Realizing that yesterday was “Update Tuesday,” I opened up my update history on a production Windows 8.1 PC this morning, and found 40 (!) updates of varying shapes and sizes had been installed thereupon. You can read all about what hit yesterday in the MS Security Bulletin Summary for May 2015 if you like, but you’d best set aside at least half an hour to chew your way through its formidable contents. Suffice it to say here that you’ll find two critical items (MS15-043 and MS15-044) that could permit remote code execution, one that provides a cumulative security update for IE, the other that patches TrueType font driver related issues for Windows, .NET, MS Office, MS Lync, and Silverlight.
The big bulletins for May pose interesting vulnerabilities for IE and “TrueType fonts everywhere.”
Just for grins, I jumped over to my Windows 10 test machines and found a single common update from the herd of Windows 7/8 items had propagated over to the new desktop OS — namely, the usual monthly update to the Windows Malicious Software Removal Tool (KB890830). I’m not sure how many of the other updates released for earlier desktop OSes yesterday had already been applied to Windows 10, nor how many common elements may still be forthcoming. It seems fairly obvious, however, that ongoing streaming of updates instead of batching them up for monthly release will definitely lower the Wow! factor for those who have updates applied automatically when they log in the day after “Patch Tuesday” — err, rather, “Update Tuesday,” as Microsoft’s new nomenclature would have it.

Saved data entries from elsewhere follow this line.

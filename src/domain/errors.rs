use thiserror::Error;

/// Fallback message for a failed response that carries no usable `error` field.
pub const GENERIC_SERVICE_ERROR: &str = "Something went wrong with the API.";

/// Why a submit attempt ended without a result.
///
/// Every variant is terminal for the attempt and is shown to the user as
/// its display text.
#[derive(Debug, Clone, PartialEq, Eq, Error)]
pub enum SubmissionError {
    /// Resume or job description missing; detected before any request.
    #[error("Please upload a resume and provide a job description.")]
    Validation,
    /// The service answered with a non-success status.
    #[error("{0}")]
    Service(String),
    /// The request failed or the response could not be read.
    #[error("{0}")]
    Transport(String),
}

impl SubmissionError {
    pub fn transport(err: impl std::fmt::Display) -> Self {
        SubmissionError::Transport(err.to_string())
    }
}

#[derive(Debug, Error)]
pub enum SelectionError {
    #[error("Unsupported file type: {0} (choose a .pdf or .docx file)")]
    UnsupportedType(String),
    #[error("No such file: {0}")]
    NotFound(String),
    #[error("Cannot read {path}: {source}")]
    Unreadable {
        path: String,
        #[source]
        source: std::io::Error,
    },
}

pub type SubmissionResult<T> = Result<T, SubmissionError>;
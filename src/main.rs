//! Resume Tailor
//!
//! Terminal client for a resume analysis service. Pick a resume, paste a
//! job description, submit, and read back the ATS score, modifications,
//! upskilling suggestions and optimized resume.

use anyhow::{Context, Result};
use crossterm::{
    event::{
        self, DisableBracketedPaste, DisableMouseCapture, EnableBracketedPaste, EnableMouseCapture,
        Event, KeyEventKind,
    },
    execute,
    terminal::{disable_raw_mode, enable_raw_mode, EnterAlternateScreen, LeaveAlternateScreen},
};
use ratatui::{
    backend::{Backend, CrosstermBackend},
    Terminal,
};
use std::fs::{self, OpenOptions};
use std::io;
use std::sync::{Arc, Mutex};
use std::time::Duration;
use tracing::info;
use tracing_subscriber::EnvFilter;

use resume_tailor::application::App;
use resume_tailor::config::Config;
use resume_tailor::infrastructure::HttpAnalysisService;
use resume_tailor::presentation::{render_ui, InputHandler};

const TICK: Duration = Duration::from_millis(100);

/// Entry point for the Resume Tailor terminal client.
///
/// Reads configuration, builds the HTTP service and the initial form,
/// then runs the event loop until the user quits.
///
/// # Errors
///
/// Returns an error if configuration inputs cannot be read, the HTTP
/// client cannot be built, or terminal setup fails.
fn main() -> Result<()> {
    let config = Config::load();
    init_logging(&config)?;

    let service = HttpAnalysisService::new(config.endpoint.clone())
        .context("Failed to create HTTP client")?;
    info!(endpoint = %service.endpoint(), "starting resume-tailor");

    let mut app = App::new(Arc::new(service));
    if let Some(path) = config.description_file.as_ref() {
        let description = fs::read_to_string(path)
            .with_context(|| format!("Failed to read job description from {}", path.display()))?;
        app.controller.set_description(description);
    }
    if let Some(path) = config.resume.as_ref() {
        app.select_resume_path(&path.to_string_lossy());
    }

    enable_raw_mode()?;
    let mut stdout = io::stdout();
    execute!(stdout, EnterAlternateScreen, EnableMouseCapture, EnableBracketedPaste)?;
    let backend = CrosstermBackend::new(stdout);
    let mut terminal = Terminal::new(backend)?;

    let res = run_app(&mut terminal, &mut app);

    disable_raw_mode()?;
    execute!(
        terminal.backend_mut(),
        LeaveAlternateScreen,
        DisableMouseCapture,
        DisableBracketedPaste
    )?;
    terminal.show_cursor()?;

    if let Err(err) = res {
        println!("{err:?}");
    }

    Ok(())
}

/// Installs a file subscriber when a log file is configured.
///
/// The terminal owns stdout, so without a log file nothing is recorded.
fn init_logging(config: &Config) -> Result<()> {
    let Some(path) = config.log_file.as_ref() else {
        return Ok(());
    };
    let file = OpenOptions::new()
        .create(true)
        .append(true)
        .open(path)
        .with_context(|| format!("Failed to open log file {}", path.display()))?;

    tracing_subscriber::fmt()
        .with_env_filter(
            EnvFilter::try_from_default_env()
                .unwrap_or_else(|_| EnvFilter::new("resume_tailor=info")),
        )
        .with_writer(Mutex::new(file))
        .with_ansi(false)
        .init();
    Ok(())
}

/// Main application event loop.
///
/// Redraws, applies a finished request if one has settled, and processes
/// key presses and pastes. Waiting for input is bounded so request
/// completion shows up without a key press.
fn run_app<B: Backend>(terminal: &mut Terminal<B>, app: &mut App) -> io::Result<()> {
    loop {
        app.poll_submission();
        terminal.draw(|f| render_ui(f, app))?;

        if !event::poll(TICK)? {
            continue;
        }
        match event::read()? {
            Event::Key(key) if key.kind == KeyEventKind::Press => {
                if InputHandler::is_quit(app, key.code, key.modifiers) {
                    return Ok(());
                }
                InputHandler::handle_key_event(app, key.code, key.modifiers);
            }
            Event::Paste(text) => InputHandler::handle_paste(app, &text),
            _ => {}
        }
    }
}
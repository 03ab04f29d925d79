//! HTTP client for the remote analysis service.

use crate::application::AnalysisService;
use crate::domain::{
    AnalysisResult, SubmissionError, SubmissionRequest, SubmissionResult, GENERIC_SERVICE_ERROR,
};
use reqwest::blocking::multipart::{Form, Part};
use reqwest::blocking::Client;
use reqwest::StatusCode;
use serde::Deserialize;
use std::fs;
use std::time::Duration;
use tracing::{debug, info};

pub const DEFAULT_ENDPOINT: &str = "https://ai-resume-generator-ta2j.onrender.com";

const RESUME_FIELD: &str = "resume";
const DESCRIPTION_FIELD: &str = "job_description";

#[derive(Deserialize)]
struct ErrorBody {
    error: Option<String>,
}

/// Posts the resume and job description as one multipart request.
///
/// One attempt per call: no retry and no client-side timeout.
pub struct HttpAnalysisService {
    client: Client,
    endpoint: String,
}

impl HttpAnalysisService {
    pub fn new(endpoint: impl Into<String>) -> Result<Self, reqwest::Error> {
        let client = Client::builder().timeout(None::<Duration>).build()?;
        Ok(Self::with_client(client, endpoint))
    }

    pub fn with_client(client: Client, endpoint: impl Into<String>) -> Self {
        Self {
            client,
            endpoint: endpoint.into(),
        }
    }

    pub fn endpoint(&self) -> &str {
        &self.endpoint
    }

    fn build_form(request: &SubmissionRequest) -> SubmissionResult<Form> {
        let bytes = fs::read(&request.resume.path).map_err(SubmissionError::transport)?;
        let resume = Part::bytes(bytes)
            .file_name(request.resume.file_name.clone())
            .mime_str(request.resume.mime_type())
            .map_err(SubmissionError::transport)?;

        Ok(Form::new()
            .part(RESUME_FIELD, resume)
            .text(DESCRIPTION_FIELD, request.job_description.clone()))
    }
}

impl AnalysisService for HttpAnalysisService {
    fn analyze(&self, request: &SubmissionRequest) -> SubmissionResult<AnalysisResult> {
        let form = Self::build_form(request)?;

        info!(endpoint = %self.endpoint, "posting analysis request");
        let response = self
            .client
            .post(&self.endpoint)
            .multipart(form)
            .send()
            .map_err(SubmissionError::transport)?;

        let status = response.status();
        let body = response.text().map_err(SubmissionError::transport)?;
        debug!(%status, body_len = body.len(), "analysis response received");

        interpret_response(status, &body)
    }
}

/// Maps a status and body onto the outcome of an attempt.
///
/// Success bodies must have the [`AnalysisResult`] shape. If one does not
/// but names an `error`, that message is reported as a service error;
/// otherwise the parser's message is reported as a transport error.
/// Failure bodies contribute their `error` field, else the generic message.
pub fn interpret_response(status: StatusCode, body: &str) -> SubmissionResult<AnalysisResult> {
    if status.is_success() {
        return serde_json::from_str::<AnalysisResult>(body).map_err(|parse_err| {
            match error_message(body) {
                Some(message) => SubmissionError::Service(message),
                None => SubmissionError::transport(parse_err),
            }
        });
    }

    Err(SubmissionError::Service(
        error_message(body).unwrap_or_else(|| GENERIC_SERVICE_ERROR.to_string()),
    ))
}

fn error_message(body: &str) -> Option<String> {
    serde_json::from_str::<ErrorBody>(body)
        .ok()
        .and_then(|parsed| parsed.error)
        .filter(|message| !message.is_empty())
}
//! Presentation layer handling terminal UI and user input.
//!
//! This module manages the terminal user interface using ratatui,
//! handles keyboard input, and renders the form and analysis results.

pub mod ui;
pub mod input;
pub mod view;

pub use ui::*;
pub use input::*;
pub use view::*;
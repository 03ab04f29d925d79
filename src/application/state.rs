//! Application state management for the terminal resume client.
//!
//! This module contains the main application state and mode management
//! for the terminal user interface. Form and request state live in the
//! [`SubmissionController`]; everything else here is view and input state.

use super::submission::{AnalysisService, SubmissionController, SubmitOutcome};
use crate::domain::SubmissionState;
use crate::infrastructure::{copy_text, select_resume, FileRepository, DEFAULT_RESUME_FILENAME};
use std::sync::Arc;
use tracing::info;

/// Represents the current mode of the application.
///
/// The mode determines how key presses are interpreted and which input
/// field, if any, is being edited.
#[derive(Debug, Clone, Copy, PartialEq, Eq)]
pub enum AppMode {
    /// Navigation mode - focus moves between controls, shortcuts available
    Normal,
    /// Typing the path of the resume file
    EditingResumePath,
    /// Typing the job description
    EditingDescription,
    /// Help screen is displayed
    Help,
    /// Save dialog for the optimized resume is open
    SaveAs,
}

/// The form control that Enter activates in normal mode.
#[derive(Debug, Clone, Copy, PartialEq, Eq)]
pub enum Focus {
    Resume,
    Description,
    Submit,
}

impl Focus {
    pub fn next(self) -> Self {
        match self {
            Focus::Resume => Focus::Description,
            Focus::Description => Focus::Submit,
            Focus::Submit => Focus::Resume,
        }
    }

    pub fn previous(self) -> Self {
        match self {
            Focus::Resume => Focus::Submit,
            Focus::Description => Focus::Resume,
            Focus::Submit => Focus::Description,
        }
    }
}

/// A single editing operation on a text input.
#[derive(Debug, Clone, Copy, PartialEq, Eq)]
pub enum TextEdit {
    Insert(char),
    Backspace,
    Delete,
    Left,
    Right,
    Home,
    End,
}

/// Main application state.
///
/// # Examples
///
/// ```no_run
/// use resume_tailor::application::{App, AppMode};
/// use resume_tailor::infrastructure::HttpAnalysisService;
/// use std::sync::Arc;
///
/// let service = HttpAnalysisService::new("http://localhost:5000/api/optimize").unwrap();
/// let app = App::new(Arc::new(service));
/// assert_eq!(app.mode, AppMode::Normal);
/// assert!(!app.submission().in_flight);
/// ```
pub struct App {
    /// Owner of the form and request state
    pub controller: SubmissionController,
    /// Service used for every submit
    service: Arc<dyn AnalysisService>,
    /// Current application mode
    pub mode: AppMode,
    /// Control activated by Enter in normal mode
    pub focus: Focus,
    /// Input buffer for the resume path
    pub resume_input: String,
    /// Input buffer for the save filename
    pub filename_input: String,
    /// Cursor position (in characters) within the active input
    pub cursor_position: usize,
    /// Vertical scroll of the output region
    pub results_scroll: u16,
    /// Scroll position in help text
    pub help_scroll: usize,
    /// Temporary status message to display
    pub status_message: Option<String>,
    /// Last file the optimized resume was saved to
    pub saved_filename: Option<String>,
}
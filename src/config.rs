use crate::infrastructure::DEFAULT_ENDPOINT;
use clap::Parser;
use std::path::PathBuf;

/// Command-line and environment configuration.
#[derive(Parser, Debug, Clone)]
#[command(name = "resume-tailor", version, about = "Tailor a resume to a job description")]
pub struct Config {
    /// Analysis service URL the form is posted to
    #[arg(long, env = "RESUME_TAILOR_ENDPOINT", default_value = DEFAULT_ENDPOINT)]
    pub endpoint: String,

    /// Resume (.pdf or .docx) to preselect
    #[arg(long)]
    pub resume: Option<PathBuf>,

    /// File whose contents prefill the job description
    #[arg(long)]
    pub description_file: Option<PathBuf>,

    /// Write logs to this file (filter with RUST_LOG)
    #[arg(long, env = "RESUME_TAILOR_LOG")]
    pub log_file: Option<PathBuf>,
}

impl Config {
    /// Loads `.env` if present, then parses arguments with env fallbacks.
    pub fn load() -> Self {
        dotenvy::dotenv().ok();
        Self::parse()
    }
}
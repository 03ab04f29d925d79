use std::fs;

pub const DEFAULT_RESUME_FILENAME: &str = "optimized_resume.md";

pub struct FileRepository;

impl FileRepository {
    /// Writes the optimized resume text verbatim and returns the filename used.
    pub fn save_optimized_resume(text: &str, filename: &str) -> Result<String, String> {
        match fs::write(filename, text) {
            Ok(_) => Ok(filename.to_string()),
            Err(e) => Err(e.to_string()),
        }
    }
}

#[cfg(test)]
mod tests {
    use super::*;
    use tempfile::tempdir;

    #[test]
    fn test_save_writes_text_verbatim() {
        let dir = tempdir().unwrap();
        let path = dir.path().join("out.md");
        let filename = path.to_str().unwrap();

        let saved = FileRepository::save_optimized_resume("# Jane Doe\n\n- Rust\n", filename).unwrap();
        assert_eq!(saved, filename);
        assert_eq!(fs::read_to_string(&path).unwrap(), "# Jane Doe\n\n- Rust\n");
    }

    #[test]
    fn test_save_into_missing_directory_fails() {
        let dir = tempdir().unwrap();
        let path = dir.path().join("nope").join("out.md");

        assert!(FileRepository::save_optimized_resume("text", path.to_str().unwrap()).is_err());
    }
}
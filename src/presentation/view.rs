//! Pure view model of the submission state.

use crate::domain::{format_fit_score, SubmissionState};

pub const TITLE: &str = "An AI resume generator";
pub const TAGLINE: &str = "Upload your resume and the target job description! I will help you create a perfect resume tailored for the job!";
pub const FORM_TITLE: &str = "Setup Your Profile";
pub const RESUME_LABEL: &str = "Upload Resume (PDF or DOCX)";
pub const DESCRIPTION_LABEL: &str = "Paste Job Description";
pub const DESCRIPTION_PLACEHOLDER: &str = "Paste the job description here...";
pub const OUTPUT_TITLE: &str = "AI Assistant Response";
pub const IDLE_PLACEHOLDER: &str = "Hey there! I'm your AI resume generator. Upload your resume, set job details, and let's get started!";

pub const SUBMIT_LABEL: &str = "Analyze & Optimize";
pub const IN_FLIGHT_LABEL: &str = "Analyzing...";

pub fn submit_label(in_flight: bool) -> &'static str {
    if in_flight {
        IN_FLIGHT_LABEL
    } else {
        SUBMIT_LABEL
    }
}

pub fn error_text(message: &str) -> String {
    format!("An error occurred: {message}")
}

/// Result fields prepared for display. List fields are normalized; the
/// optimized resume is passed through untouched.
#[derive(Debug, Clone, PartialEq)]
pub struct ResultsView<'a> {
    pub fit_score: String,
    pub explanation: &'a str,
    pub modifications: Vec<String>,
    pub upskilling: Vec<String>,
    pub optimized_resume: &'a str,
}

/// The one output region shown below the form.
#[derive(Debug, Clone, PartialEq)]
pub enum OutputRegion<'a> {
    Idle,
    Error(&'a str),
    Results(ResultsView<'a>),
}

impl<'a> OutputRegion<'a> {
    pub fn from_state(state: &'a SubmissionState) -> Self {
        if let Some(message) = state.error.as_deref() {
            return OutputRegion::Error(message);
        }
        match state.result.as_ref() {
            Some(result) => OutputRegion::Results(ResultsView {
                fit_score: format_fit_score(result.fit_score),
                explanation: &result.fit_score_explanation,
                modifications: result.modifications.items(),
                upskilling: result.upskilling_suggestions.items(),
                optimized_resume: &result.optimized_resume,
            }),
            None => OutputRegion::Idle,
        }
    }
}
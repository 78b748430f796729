use lln_core::{CategorySet, FrequencyAccumulator, Sampler, Simulation, TheoreticalModel};
use proptest::prelude::*;
use rand::SeedableRng;
use rand::rngs::SmallRng;

/// Between 1 and 8 categories with weights in `1..50` and unique names.
fn category_set() -> impl Strategy<Value = CategorySet> {
	proptest::collection::vec(1_i64..50, 1..8).prop_map(|weights| {
		let pairs = weights.into_iter().enumerate().map(|(i, w)| (format!("c{i}"), w));
		CategorySet::new(pairs).expect("generated sets are valid")
	})
}

proptest! {
	#![proptest_config(ProptestConfig::with_cases(200))]

	#[test]
	fn every_record_sums_to_one(set in category_set(), seed in any::<u64>(), trials in 1_usize..300) {
		let acc = FrequencyAccumulator::new(Sampler::new(&set), SmallRng::seed_from_u64(seed), trials).unwrap();
		let mut emitted = 0;
		for record in acc {
			emitted += 1;
			prop_assert_eq!(record.trial, emitted);
			prop_assert_eq!(record.frequencies.len(), set.len());
			let sum: f64 = record.frequencies.iter().sum();
			prop_assert!((sum - 1.0).abs() < 1e-9);
			prop_assert!(record.frequencies.iter().all(|f| (0.0..=1.0).contains(f)));
		}
		prop_assert_eq!(emitted, trials);
	}

	#[test]
	fn counts_grow_by_one_per_trial(set in category_set(), seed in any::<u64>(), trials in 1_usize..200) {
		let acc = FrequencyAccumulator::new(Sampler::new(&set), SmallRng::seed_from_u64(seed), trials).unwrap();
		let mut previous = vec![0_u64; set.len()];
		for record in acc {
			let increments: u64 = record.counts.iter().zip(&previous).map(|(now, before)| {
				assert!(now >= before);
				now - before
			}).sum();
			prop_assert_eq!(increments, 1);
			prop_assert_eq!(record.counts[record.drawn], previous[record.drawn] + 1);
			previous = record.counts;
		}
	}

	#[test]
	fn same_seed_is_bit_identical(set in category_set(), seed in any::<u64>(), trials in 1_usize..200) {
		let first = Simulation::from_parts(set.clone(), trials, seed).run();
		let second = Simulation::from_parts(set, trials, seed).run();
		prop_assert_eq!(first.final_counts, second.final_counts);
		for (a, b) in first.series.iter().zip(&second.series) {
			let a_bits: Vec<u64> = a.iter().map(|f| f.to_bits()).collect();
			let b_bits: Vec<u64> = b.iter().map(|f| f.to_bits()).collect();
			prop_assert_eq!(a_bits, b_bits);
		}
	}

	#[test]
	fn baseline_is_weight_over_total(set in category_set()) {
		let model = TheoreticalModel::new(&set);
		let total = set.total() as f64;
		for (category, probability) in set.categories().iter().zip(model.probabilities()) {
			prop_assert_eq!(probability, category.weight() as f64 / total);
		}
		let sum: f64 = model.probabilities().iter().sum();
		prop_assert!((sum - 1.0).abs() < 1e-12);
	}

	#[test]
	fn every_integer_lands_where_the_flattened_population_says(set in category_set()) {
		let flat = set.flatten();
		for (r, name) in flat.iter().enumerate() {
			let idx = set.locate(r as u64).unwrap();
			prop_assert_eq!(set.categories()[idx].name(), *name);
		}
		prop_assert_eq!(set.locate(set.total()), None);
	}
}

The upcoming delivery of Windows Update for Business (see my May 6 blog post for details) means that enterprise admins will be able to permit some updates to propagate to end-users if they so choose, while holding back others for testing and safety/compatibility checks. My best guess is that enterprises will stick to their current approaches and toolsets, trusting to their own tried-and-true update handling techniques for some time to come, as they work with and try out WU4B to see if it does them any better than their own methods already do. The jury will be out on that question for some time to come, because it all hinges on large-scale, wholesale upgrades to Win10, which often don’t happen until 1-2 years after initial release to the general public. I’m wondering if Win10 will bring enough compelling new features to the party to accelerate things a bit, or if the impending retirement of Windows 7 and the lackluster response to Windows 8 might not prove a more telling impetus in the long run. We’ll see!